On the facts reported the defendant has failed.to go far enough to make his defence available. Agency is a fact the burden of proving which rests upon the party affirming its existence. The rule is applicable not only to one who would charge another as principal with the act of an alleged agent, or to one who would relieve himself from personal liability on the ground of agency, but is equally applicable to one who would relieve himself from liability on a contract because made by the other as agent. Nicholson v. Pease, 61 Vt. 534, 17 Atl. 720; Soulter v. Stoeckle, 6 Ohio Dec. 1054; Cullers v. More, 1 White & W. Civ. Cas. Ct. App. (Tex.) §197; Curtis v. Scoles, 1 Iowa 471; Raas v. Sharp, 46 Mont. 474, 128 Pac. 594; Hall v. Passaic Water. Co., 85 Atl. 349, 43 L. R. A. (N. S.) 750; 31 Cyc. 1643-1650 and cases cited.

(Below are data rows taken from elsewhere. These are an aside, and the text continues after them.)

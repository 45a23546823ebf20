//! Activity store — the one piece of process-wide shared state.
//!
//! DESIGN
//! ======
//! The current activity identifier lives behind a single async mutex. The
//! guard doubles as the relay's critical section: whoever holds it may
//! commit a new value and fan it out before anyone else observes or changes
//! the activity. Reads take the same lock briefly and return a copy.

use std::sync::Arc;

use tokio::sync::{Mutex, MutexGuard};

/// Shared activity identifier. Always holds a value.
#[derive(Clone)]
pub struct ActivityStore {
    current: Arc<Mutex<String>>,
}

/// Exclusive access to the activity for one commit-and-broadcast step.
pub struct ActivityGuard<'a> {
    current: MutexGuard<'a, String>,
}

impl ActivityStore {
    #[must_use]
    pub fn new(initial: impl Into<String>) -> Self {
        Self { current: Arc::new(Mutex::new(initial.into())) }
    }

    /// Copy of the committed activity.
    pub async fn current(&self) -> String {
        self.current.lock().await.clone()
    }

    /// Enter the critical section. Held across commit and broadcast so no
    /// other update can interleave.
    pub(crate) async fn lock(&self) -> ActivityGuard<'_> {
        ActivityGuard { current: self.current.lock().await }
    }
}

impl ActivityGuard<'_> {
    #[must_use]
    pub fn get(&self) -> &str {
        &self.current
    }

    /// Replace the activity, returning the previous value.
    pub fn commit(&mut self, value: &str) -> String {
        std::mem::replace(&mut *self.current, value.to_owned())
    }
}

#[cfg(test)]
#[path = "activity_test.rs"]
mod tests;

It follows that where one beneficially interested in a contract, though made by him as agent, the contract containing apt words to bind the agent personally, seeks to enforce such contract in his own name, the other party to the contract, to defeat' such action, must not only prove the fact of agency but must go further and show necessary facts to make the defence available — as for example, that the principal was disclosed and that the agreement was in fact between himself and the principal. Defendant’s failure to show more than the mere fact of *241agency leaves the agreement, as its terms import, a contract with an agent whose principal was undisclosed and so subject to the rule governing such contracts.

It is a well settled rule of law that where an agent acts for an undisclosed principal the agent becomes personally bound on the contract and is individually liable thereon to the other party. As a corollary to this rule, an action may be brought in the name of either the agent or the principal for the breach of such a contract by the other party, or at least the agent may sue in his own name when he is beneficially interested in the contract. Holden v. Rutland Railroad Co., 73 Vt. 317, 50 Atl. 1096; Lapham v. Green, 9 Vt. 407; Shelby v. Burrow, 89 S. W. 464, 1 L. R. A. (N. S.) 303 and note, 6 Ann. Cas. 554. This rule works no injustice to the other party to the contract, since he may avail himself of all defences that are good either against the agent or the principal. Holden v. Rutland Railroad, supra.

The eases cited by the defendant’s counsel to this point do not support his contention, as in each the principal was disclosed and had the legal interest in the contract.

The contract by the defendant in terms imports to be an agreement with the plaintiff personally; though in fact acting for the Orange County Telephone Company, so far as appears the plaintiff’s principal was undisclosed; the plaintiff ordered and personally paid for the materials and performed the labor required by the contract, and so was beneficially interested in it. In these circumstances he is entitled to support an action upon the contract in his own name and should have had judgment below for the sum found by the referee.

Judgment reversed and judgment for the plaintiff for $32 ivith interest from Oct. 28,1903.